Audrey Azoulay, : Les avancées technologiques doivent s’appuyer sur le respect de la liberté, de la confidentialité et de la sécurité des journalistes
Message de Mme Audrey Azoulay, Directrice générale de l’UNESCO, à l’occasion de la Journée mondiale de la liberté de la presse, 3 mai 2022
Que ce soit dans le contexte de la COVID-19 ou durant les guerres et les conflits, les informations fiables sont plus que nécessaires : elles sont vitales. Les journalistes jouent un rôle fondamental en nous fournissant ces informations. Ils les analysent, les vérifient et les diffusent, permettant ainsi aux individus de prendre des décisions éclairées. Le journalisme constitue donc un bien commun que nous devons défendre et soutenir en tant que tel. Pourtant, alors même que les Nations Unies célèbrent le 10e anniversaire du Plan d’action sur la sécurité des journalistes et la question de l’impunité, pour lequel l’UNESCO est fière de jouer le rôle de chef de file, les journalistes se trouvent confrontés à une situation qui évolue rapidement.
Comme le montre notre plus récent rapport sur les Tendances mondiales en matière de liberté d’expression et de développement des médias, plus de cinq personnes sur six dans le monde vivent dans un pays où la liberté de la presse a reculé au cours des cinq dernières années. Durant la même période, près de 400 journalistes ont été tués, simplement pour avoir fait leur travail. Les technologies numériques révolutionnent encore plus ce paysage. Elles ont permis des échanges d’information sans précédent, favorisant ainsi un journalisme sans frontières.

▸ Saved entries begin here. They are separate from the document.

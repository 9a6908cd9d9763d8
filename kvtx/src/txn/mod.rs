//! The transaction coordinator: lock, save, verify, apply, commit,
//! rollback, and the contention resolution that makes the protocol
//! tolerate a coordinator crashing at any point.

mod core;

pub use self::core::Transaction;
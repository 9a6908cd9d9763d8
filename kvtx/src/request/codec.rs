//! Canonical binary encoding of a [`RecordedRequest`](super::RecordedRequest).
//!
//! Uses `bincode`'s fixed-width, structure-tagged encoding over types built
//! entirely from `BTreeMap`/`BTreeSet`, so `decode_recorded(encode_recorded(r))
//! == r` bit-for-bit and, crucially, the same logical request always encodes
//! to the same bytes regardless of how its sets were built up.

use super::RecordedRequest;
use crate::error::CResult;

pub fn encode_recorded(recorded: &RecordedRequest) -> CResult<Vec<u8>> {
    Ok(bincode::serialize(recorded)?)
}

pub fn decode_recorded(bytes: &[u8]) -> CResult<RecordedRequest> {
    Ok(bincode::deserialize(bytes)?)
}

#[cfg(test)]
mod tests {
    use super::*;
    use crate::request::{Request, ReturnMode};
    use crate::value::{AttributeValue, Item};

    #[test]
    fn round_trips_bit_for_bit() {
        let mut item = Item::new();
        item.insert("id".into(), AttributeValue::S("1".into()));
        item.insert(
            "tags".into(),
            AttributeValue::Ss(["b".to_string(), "a".to_string()].into_iter().collect()),
        );
        let recorded = RecordedRequest {
            rid: 7,
            request: Request::PutRow {
                table: "widgets".into(),
                item,
                return_mode: ReturnMode::AllOld,
            },
        };
        let encoded = encode_recorded(&recorded).unwrap();
        let decoded = decode_recorded(&encoded).unwrap();
        assert_eq!(recorded, decoded);
    }

    #[test]
    fn same_logical_request_encodes_identically_regardless_of_set_build_order() {
        let mut item_a = Item::new();
        item_a.insert(
            "tags".into(),
            AttributeValue::Ss(["a".to_string(), "b".to_string()].into_iter().collect()),
        );
        let mut item_b = Item::new();
        item_b.insert(
            "tags".into(),
            AttributeValue::Ss(["b".to_string(), "a".to_string()].into_iter().collect()),
        );
        let a = RecordedRequest {
            rid: 1,
            request: Request::PutRow {
                table: "t".into(),
                item: item_a,
                return_mode: ReturnMode::None,
            },
        };
        let b = RecordedRequest {
            rid: 1,
            request: Request::PutRow {
                table: "t".into(),
                item: item_b,
                return_mode: ReturnMode::None,
            },
        };
        assert_eq!(encode_recorded(&a).unwrap(), encode_recorded(&b).unwrap());
    }
}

Désormais, nous pouvons voir, à tout moment, ce qui se passe aux quatre coins du monde. Ces possibilités s’accompagnent cependant de nouveaux défis. L’émergence des plates-formes en ligne soulève la question de la viabilité économique des médias indépendants et pluralistes, et bouscule les chaînes de valeur et les modèles économiques existants. L’ère du numérique amplifie également le risque, pour les professionnels des médias et leurs sources, d’être pris pour cible, harcelés et attaqués par divers moyens, par exemple la rétention de données, les logiciels espions et la surveillance numérique. Les manifestations de haine à l’encontre des journalistes ont grimpé en flèche, notamment envers les femmes journalistes. Il ressort de nos recherches que plus de 70 % des femmes reporters interrogées ont été victimes de violence en ligne. Et comme ces technologies font rarement l’objet de réglementations transparentes ou d’une obligation de rendre des comptes, les auteurs de ces violences agissent en toute impunité, en ne laissant souvent aucune trace. Cela doit cesser. Les avancées technologiques doivent s’appuyer sur le respect de la liberté, de la confidentialité et de la sécurité des journalistes. Les réseaux sociaux, en particulier, doivent multiplier les efforts pour contrer la désinformation et les discours de haine généralisés, tout en protégeant la liberté d’expression.
L’UNESCO s’emploie résolument à atteindre ces objectifs. Pour faire face à ces nouveaux défis, l’Organisation a soutenu l’adoption de la nouvelle Déclaration de Windhoek sur l’information comme bien commun à l’ère du numérique, 30 ans après la première, à l’occasion de la Conférence internationale de la Journée mondiale de la liberté de la presse, organisée l’année dernière en Namibie. Depuis, l’UNESCO travaille à la mise en œuvre de la Déclaration en favorisant de nouveaux principes de transparence pour les plates-formes en ligne, en menant des recherches sur les modèles économiques durables pour les médias, et en mettant davantage l’accent sur l’éducation aux médias et à l’information dans les systèmes éducatifs. Toutefois, il nous incombe à tous d’en faire plus pour gérer les risques et saisir les possibilités qu’offre l’ère du numérique. En cette Journée mondiale de la liberté de la presse, j’invite les États membres, les entreprises technologiques et la communauté des médias, ainsi que le reste de la société civile, à unir leurs forces pour établir une nouvelle configuration numérique qui protégerait à la fois le journalisme et les journalistes.